CULTURA

Banca del tempo: una risposta alla crisi

Lezione di computer in cambio di una sciarpa fatta a mano, un massaggio shiatsu al posto di una riparazione in casa, conversazione in inglese per lezioni di scacchi. Una banca, senza circolazione di moneta, per restituire alle persone il senso di appartenenza ad una comunità

Condividi
di Maria Vittoria De Matteis
Un terzo degli italiani non ha mai tempo e più della metà ne vorrebbe di più per sé. Oggi il tempo è denaro ed è considerato come un vero “bene di lusso”: per avere 2 ore in più in una giornata gli italiani rinuncerebbero a una bella automobile, a un gioiello o a uno smartphone di ultima generazione.

Il tempo è prezioso e ha lo stesso valore per tutti, e non tutti sanno che barattare utilmente il proprio tempo si può. Da anni, esponenti (prevalentemente femminili) delle istituzioni locali hanno introdotto progetti di gestione dei tempi urbani tendenti a rendere più flessibili gli orari degli uffici pubblici, degli esercizi commerciali, dei musei; intorno alla metà degli anni ’90, diverse città hanno così adottato piani dei tempi e degli orari. In quest’ottica si inquadra anche la diffusione delle Banche del Tempo, che ha avuto inizio nel 1996 da un progetto pilota di Roma Capitale. Mentre la tendenza prevalente è quella di subire la flessibilità, adattando le esigenze delle persone a quelle della produzione economica, le donne in particolare si sono poste come soggetto critico, rivendicando una flessibilità declinata come autogestione dei tempi di vita. Basta avere pazienza, un gruppetto di persone, locali messi a disposizione - possibilmente - dal Municipio e una connessione internet. Creando uno Statuto ed un Regolamento che abbiano come regola di base lo scambio. Per diventare correntisti basta iscriversi su http://www.associazionenazionalebdt.it/. Sinonimo di reciproca convenienza, la solidarietà che circola nella Btd non è a senso unico, a differenza del volontariato. Il tempo è scambiato in ore e l’ora è di 60 minuti per tutti, indipendentemente dalla professione, dalla classe sociale di appartenenza o dalle condizioni economiche delle singole persone. Insomma, un egualitarismo pressoché perfetto.

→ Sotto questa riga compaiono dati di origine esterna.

// SPDX-FileCopyrightText: 2026 Leadline Contributors
// SPDX-License-Identifier: MIT OR Apache-2.0

//! Figment-to-miette error bridge with "did you mean" suggestions.
//!
//! Unknown keys are matched against the valid keys of their section using
//! Jaro-Winkler similarity; when the offending file is known, the key is
//! highlighted in the rendered report.

#![allow(unused_assignments)] // miette's Diagnostic derive triggers this lint

use miette::{Diagnostic, NamedSource, SourceSpan};
use thiserror::Error;

/// Minimum Jaro-Winkler similarity for a suggestion.
const SUGGESTION_THRESHOLD: f64 = 0.75;

/// A configuration error with diagnostic information.
#[derive(Debug, Error, Diagnostic)]
pub enum ConfigError {
    /// An unknown key was found in the configuration.
    #[error("unknown configuration key `{key}`")]
    #[diagnostic(
        code(leadline::config::unknown_key),
        help("{}", unknown_key_help(suggestion.as_deref(), valid_keys))
    )]
    UnknownKey {
        key: String,
        suggestion: Option<String>,
        /// Comma-separated valid keys of the section.
        valid_keys: String,
        #[label("this key is not recognized")]
        span: Option<SourceSpan>,
        #[source_code]
        src: Option<NamedSource<String>>,
    },

    /// A configuration value has the wrong type.
    #[error("invalid type for key `{key}`: {detail}")]
    #[diagnostic(code(leadline::config::invalid_type), help("expected {expected}"))]
    InvalidType {
        key: String,
        detail: String,
        expected: String,
    },

    /// A required configuration key is missing.
    #[error("missing required key `{key}`")]
    #[diagnostic(
        code(leadline::config::missing_key),
        help("add `{key} = <value>` to your leadline.toml")
    )]
    MissingKey { key: String },

    /// A value deserialized but is semantically invalid.
    #[error("validation error: {message}")]
    #[diagnostic(code(leadline::config::validation))]
    Validation { message: String },

    #[error("configuration error: {0}")]
    #[diagnostic(code(leadline::config::other))]
    Other(String),
}

fn unknown_key_help(suggestion: Option<&str>, valid_keys: &str) -> String {
    match suggestion {
        Some(s) => format!("did you mean `{s}`? Valid keys: {valid_keys}"),
        None => format!("valid keys: {valid_keys}"),
    }
}

/// Convert a `figment::Error` (possibly holding several errors) into diagnostics.
pub fn figment_to_config_errors(
    err: figment::Error,
    toml_sources: &[(String, String)],
) -> Vec<ConfigError> {
    use figment::error::Kind;

    err.into_iter()
        .map(|error| match &error.kind {
            Kind::UnknownField(field, expected) => {
                let valid_keys: Vec<&str> = expected.to_vec();
                let (span, src) = locate_key(&error, field, toml_sources);
                ConfigError::UnknownKey {
                    key: field.clone(),
                    suggestion: suggest_key(field, &valid_keys),
                    valid_keys: valid_keys.join(", "),
                    span,
                    src,
                }
            }
            Kind::MissingField(field) => ConfigError::MissingKey {
                key: field.clone().into_owned(),
            },
            Kind::InvalidType(actual, expected) => ConfigError::InvalidType {
                key: error.path.join("."),
                detail: format!("found {actual}, expected {expected}"),
                expected: expected.to_string(),
            },
            _ => ConfigError::Other(error.to_string()),
        })
        .collect()
}

/// Find the file an error came from and the span of the offending key in it.
fn locate_key(
    error: &figment::error::Error,
    field: &str,
    toml_sources: &[(String, String)],
) -> (Option<SourceSpan>, Option<NamedSource<String>>) {
    let source_path = error
        .metadata
        .as_ref()
        .and_then(|m| m.source.as_ref())
        .and_then(|s| match s {
            figment::Source::File(path) => Some(path.display().to_string()),
            _ => None,
        });

    // Inline strings have no file; fall back to the only source when there is one.
    let source = match source_path {
        Some(path) => toml_sources.iter().find(|(p, _)| *p == path),
        None if toml_sources.len() == 1 => toml_sources.first(),
        None => None,
    };

    let Some((path, content)) = source else {
        return (None, None);
    };

    match find_key_offset(content, &error.path, field) {
        Some(offset) => (
            Some(SourceSpan::new(offset.into(), field.len())),
            Some(NamedSource::new(path, content.clone())),
        ),
        None => (None, None),
    }
}

/// Byte offset of `field` in TOML content, searched after the `[section]`
/// header named by the first element of `path` (or from the start when empty).
pub fn find_key_offset(content: &str, path: &[String], field: &str) -> Option<usize> {
    let search_start = match path.first() {
        Some(section) => {
            let header = format!("[{section}]");
            content.find(&header)? + header.len()
        }
        None => 0,
    };

    let mut line_start = search_start;
    for line in content[search_start..].split_inclusive('\n') {
        let trimmed = line.trim_start();
        if let Some(after) = trimmed.strip_prefix(field)
            && after.starts_with([' ', '\t', '='])
        {
            return Some(line_start + (line.len() - trimmed.len()));
        }
        line_start += line.len();
    }

    None
}

/// Best valid key above the similarity threshold, if any.
pub fn suggest_key(unknown: &str, valid_keys: &[&str]) -> Option<String> {
    valid_keys
        .iter()
        .map(|key| (strsim::jaro_winkler(unknown, key), *key))
        .filter(|(score, _)| *score > SUGGESTION_THRESHOLD)
        .max_by(|a, b| a.0.total_cmp(&b.0))
        .map(|(_, key)| key.to_string())
}

/// Render diagnostics to stderr using miette's graphical handler.
pub fn render_errors(errors: &[ConfigError]) {
    use miette::GraphicalReportHandler;

    let handler = GraphicalReportHandler::new();
    for error in errors {
        let mut buf = String::new();
        if handler.render_report(&mut buf, error).is_ok() {
            eprint!("{buf}");
        } else {
            eprintln!("Error: {error}");
        }
    }
}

Le Bdt inoltre sono luoghi di socializzazione, che favoriscono la messa in comune di conoscenze e saperi. Qui si soddisfano bisogni materiali (legati all’organizzazione quotidiana della vita delle persone e delle famiglie) e immateriali (il bisogno di compagnia e di allargare amicizie): ogni secondo lunedì del mese alla Bdt di Milano, per esempio, tutti gli iscritti portano qualcosa e festeggiano insieme. Senza fretta.